I am not a domestic person. I don’t enjoy sewing, decorating, cleaning, organizing, gardening, etc. if you’re a regular reader of this site, I’m sure that doesn’t come as a surprise to you.
I do, however, enjoy cooking. I didn’t used to. But going on 10 years ago I became a vegan (I am a vegetarian now or lapsed vegan) and figured I was either going to starve or live on popcorn (without butter) if I didn’t learn how to cook.
I got some cookbooks and magazines, searched for recipes online and learned how to cook. I started with a couple of recipes, which I now know by heart, and slowly increased the recipes I knew.
I am frequently looking for new “keeper” recipes – recipes that I will make over and over again – and the available online now and so much more extensive and are much prettier than they were 10 years ago.(I guess that’s the 2 in Web 2 point oh).
So, here are three sites to help you locate new recipes. One is my favorite, one is handy and the other is fun.
A year ago while searching for vegetarian slow cooker recipes, I discovered Recipezaar. Recipezaar contains a huge database of user contributed recipes. My search for vegetarian recipes resulted in over 35,000 entries. When I refined the search to vegetarian slow cooker recipes I had 413 to choose from.
Recipe searches can be narrowed using the “recipe sifter”. The sifter allows you to filter recipes by ingredient, category, course, preparation, occasion and many others. Prep time is one of my favorite filters – “show me all of the vegetarian side dishes that can be made in 15 minutes.”
I was happy to discover that a feed can be created for the main recipe categories. So, now all new vegetarian recipes appear in my feed reader daily. The amount of recipes that come in is high but since I never clear out my feed reader and use it more as searchable information repository. Someone who must check all feeds and empty the feedreader probably wouldn’t like using the recipe feeds.
Free registration includes the ability to save recipes to your “cookbook”, make a grocery list, create a meal plan, add recipes, review recipes, add photos to recipes, and many other features. There is also a premium membership that costs $24.95 annually. Premium membership includes saving multiple cookbooks, creating custom grocery lists, adding notes to recipes, customized recipe printing, and many more features.
RecipeMatcher allows you to locate recipe using ingredients that you have on hand. Type in the ingredients, the type of cuisine, the main ingredient and then select Search. I tried my search using tofu and carrots, cuisine type vegetarian and I left the main ingredient field blank. I’m not sure if out of tofu and carrots is the primary ingredient. I do, however, almost always have these two things in my fridge.
I got 69 matches and each recipe told me the ingredients that I still needed. I was hoping for simple recipes just using my two ingredients. You can then click on the title of the recipe in which you are interested and get the full details.
The recipe listing could definitely be fleshed out. There is no picture, cook time, prep time, or nutritional information. Since I track my calorie intake per day, I really like to know how many calories are in a recipe.
This site also includes a blog, which is coming soon, and a free sign up.
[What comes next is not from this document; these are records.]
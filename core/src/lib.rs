use ndarray::Array2;
use serde::{Deserialize, Serialize};

pub use engine::*;
pub use error::*;
pub use generator::*;
pub use tile::*;
pub use types::*;

mod engine;
mod error;
mod generator;
mod tile;
mod types;

/// Cell value marking a mine on the board grid.
pub const MINE: i8 = -1;

/// Shape, mine count, and assist budgets for one game.
#[derive(Copy, Clone, Debug, PartialEq, Serialize, Deserialize)]
pub struct GameConfig {
    pub rows: Coord,
    pub cols: Coord,
    pub mines: CellCount,
    pub guesses: u8,
    pub flag_guesses: u8,
}

impl GameConfig {
    pub const fn new(
        rows: Coord,
        cols: Coord,
        mines: CellCount,
        guesses: u8,
        flag_guesses: u8,
    ) -> Self {
        Self {
            rows,
            cols,
            mines,
            guesses,
            flag_guesses,
        }
    }

    pub const fn total_cells(&self) -> CellCount {
        mult(self.rows, self.cols)
    }

    /// Hard placement ceiling: the 4 corners never hold mines.
    pub const fn max_mines(&self) -> CellCount {
        self.total_cells().saturating_sub(4)
    }

    /// Mine-count ceiling the input layer conventionally enforces before
    /// asking for a board, well below the hard ceiling.
    pub const fn suggested_mine_limit(&self) -> CellCount {
        self.total_cells().div_ceil(3)
    }

    pub fn validate(&self) -> Result<()> {
        if self.rows == 0 || self.cols == 0 {
            return Err(GameError::EmptyBoard);
        }
        if self.mines > self.max_mines() {
            return Err(GameError::TooManyMines);
        }
        Ok(())
    }

    /// Fraction of cells holding a mine.
    pub fn mine_density(&self) -> f64 {
        f64::from(self.mines) / f64::from(self.total_cells())
    }

    /// Difficulty score scaling the mine density against the board area.
    /// Degenerately sparse boards score 0.
    pub fn difficulty(&self) -> u32 {
        let multiplier = 1.0 + (self.mine_density() - 0.1) / (0.33 - 0.1) * 12.0;
        (multiplier * f64::from(self.total_cells()) / 13.0).floor() as u32
    }
}

impl Default for GameConfig {
    fn default() -> Self {
        Self::new(10, 10, 15, 3, 0)
    }
}

/// Immutable rows x cols grid of cell values: [`MINE`], or the `0..=8` count
/// of mined cells among the up-to-8 neighbors.
#[derive(Clone, Debug, PartialEq, Serialize, Deserialize)]
pub struct Board {
    values: Array2<i8>,
    mine_count: CellCount,
}

impl Board {
    /// Builds a board from a grid holding only [`MINE`] markers, filling in
    /// the adjacency counts of every non-mine cell.
    pub(crate) fn from_mine_grid(mut values: Array2<i8>) -> Self {
        let size = grid_size(&values);
        let mut mine_count = 0;
        for coords in iter_coords(size) {
            if values[coords.to_nd_index()] == MINE {
                mine_count += 1;
            }
        }
        for coords in iter_coords(size) {
            if values[coords.to_nd_index()] != MINE {
                let adjacent = neighbors(coords, size)
                    .filter(|&pos| values[pos.to_nd_index()] == MINE)
                    .count();
                values[coords.to_nd_index()] = adjacent as i8;
            }
        }
        Self { values, mine_count }
    }

    /// Builds a board with mines at exactly the given positions; adjacency
    /// counts are derived. Intended for tests and replays.
    pub fn with_mines(rows: Coord, cols: Coord, mine_coords: &[Coord2]) -> Result<Self> {
        if rows == 0 || cols == 0 {
            return Err(GameError::EmptyBoard);
        }
        let mut values = Array2::zeros((usize::from(rows), usize::from(cols)));
        for &coords in mine_coords {
            if coords.0 >= rows || coords.1 >= cols {
                return Err(GameError::InvalidCoords);
            }
            values[coords.to_nd_index()] = MINE;
        }
        Ok(Self::from_mine_grid(values))
    }

    /// Validates an externally supplied grid: every non-mine value must equal
    /// its true mined-neighbor count.
    pub fn from_values(values: Array2<i8>) -> Result<Self> {
        let dim = values.dim();
        if dim.0 == 0 || dim.1 == 0 {
            return Err(GameError::EmptyBoard);
        }
        if dim.0 > usize::from(Coord::MAX) || dim.1 > usize::from(Coord::MAX) {
            return Err(GameError::InvalidBoardValues);
        }

        let board = Self::from_mine_grid(values.mapv(|v| if v == MINE { MINE } else { 0 }));
        if board.values == values {
            Ok(board)
        } else {
            Err(GameError::InvalidBoardValues)
        }
    }

    pub fn size(&self) -> Coord2 {
        grid_size(&self.values)
    }

    pub fn total_cells(&self) -> CellCount {
        let size = self.size();
        mult(size.0, size.1)
    }

    pub fn mine_count(&self) -> CellCount {
        self.mine_count
    }

    pub fn in_bounds(&self, coords: Coord2) -> bool {
        let size = self.size();
        coords.0 < size.0 && coords.1 < size.1
    }

    pub fn value(&self, coords: Coord2) -> i8 {
        self.values[coords.to_nd_index()]
    }

    pub fn is_mine(&self, coords: Coord2) -> bool {
        self.value(coords) == MINE
    }

    /// Mined-cell count among the up-to-8 neighbors, recomputed from the
    /// grid. For non-mine cells this equals [`Board::value`].
    pub fn adjacent_mines(&self, coords: Coord2) -> u8 {
        self.neighbors(coords)
            .filter(|&pos| self.is_mine(pos))
            .count() as u8
    }

    pub fn neighbors(&self, coords: Coord2) -> impl Iterator<Item = Coord2> + use<> {
        neighbors(coords, self.size())
    }

    pub fn corners(&self) -> [Coord2; 4] {
        corners(self.size())
    }
}

fn grid_size<T>(values: &Array2<T>) -> Coord2 {
    let dim = values.dim();
    (dim.0 as Coord, dim.1 as Coord)
}

fn iter_coords((rows, cols): Coord2) -> impl Iterator<Item = Coord2> {
    (0..rows).flat_map(move |r| (0..cols).map(move |c| (r, c)))
}

/// Outcome of a flag toggle.
#[derive(Copy, Clone, Debug, PartialEq)]
pub enum MarkOutcome {
    NoChange,
    Changed,
}

impl MarkOutcome {
    pub const fn has_update(self) -> bool {
        match self {
            Self::NoChange => false,
            Self::Changed => true,
        }
    }
}

/// Outcome of an open, chord, or corner opening.
#[derive(Copy, Clone, Debug, PartialEq)]
pub enum RevealOutcome {
    NoChange,
    /// A safe guess landed on a mine and flagged it instead of opening it.
    AutoFlagged,
    Revealed,
    HitMine,
    Won,
}

impl RevealOutcome {
    pub const fn has_update(self) -> bool {
        use RevealOutcome::*;
        match self {
            NoChange => false,
            AutoFlagged => true,
            Revealed => true,
            HitMine => true,
            Won => true,
        }
    }
}

/// Outcome of spending a flag guess.
#[derive(Copy, Clone, Debug, PartialEq)]
pub enum GuessOutcome {
    NoChange,
    /// The flag sits on a mine; its true adjacent-mine count is now exposed.
    Verified(u8),
    /// The flag was wrong, which ends the game.
    WrongFlag,
}

impl GuessOutcome {
    pub const fn has_update(self) -> bool {
        matches!(self, Self::Verified(_) | Self::WrongFlag)
    }
}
I couldn’t locate anything telling me the benefit of signing up and I was too lazy to try it so I’m assuming it will allow you to submit recipes.
Cookthink allows you to search for recipes based on foods or the type of cuisine you are craving. You can also click on the tabs to select a keyword for ingredient, dish, cuisine or mood. Mood?
Since the first three are obvious searches, I decided to try mood and see what I would get. I went to the mood tab and refreshed the little arrow circle icon and then selected grumpy. The first result was Penne With Tomatoes, Goat Cheese and Thyme. I’m not sure if eating this would make me grumpy or less grumpy. Maybe preparing it would make me grumpy. I don’t know – I don’t really get it. Maybe one of you will have a theory.
The full recipe does include cook and prep time, a photo and also tells you the tools you will need to make the dish. Ok – large pot, colander, large bowl – got it. But, like RecipeMatcher, it does not include the nutritional information.
Signing up for a free account will allow you to save recipes. Apparently Cookthink will recognize what you search, save and email over time and offer recommendations or learn what you like. You personalized recipes and saved information is stored in the section called My Cookthink. Registering also gives you access to the meal builder feature.
Cookthink also some other useful features. The reference section works like a dictionary or encyclopedia of cooking and with it you can acquire more information about cooking terms, such as dicing, or tools needed for certain reciples. There is a food blog, which is update almost daily, and an Amazon store.
So, if you’re cranky and craving pickles this might be just the site for you to locate a new recipe.
Do you like any of these recipe sites? Do you use others? Let me know – I’m especially interested in recipes that include the nutritional information.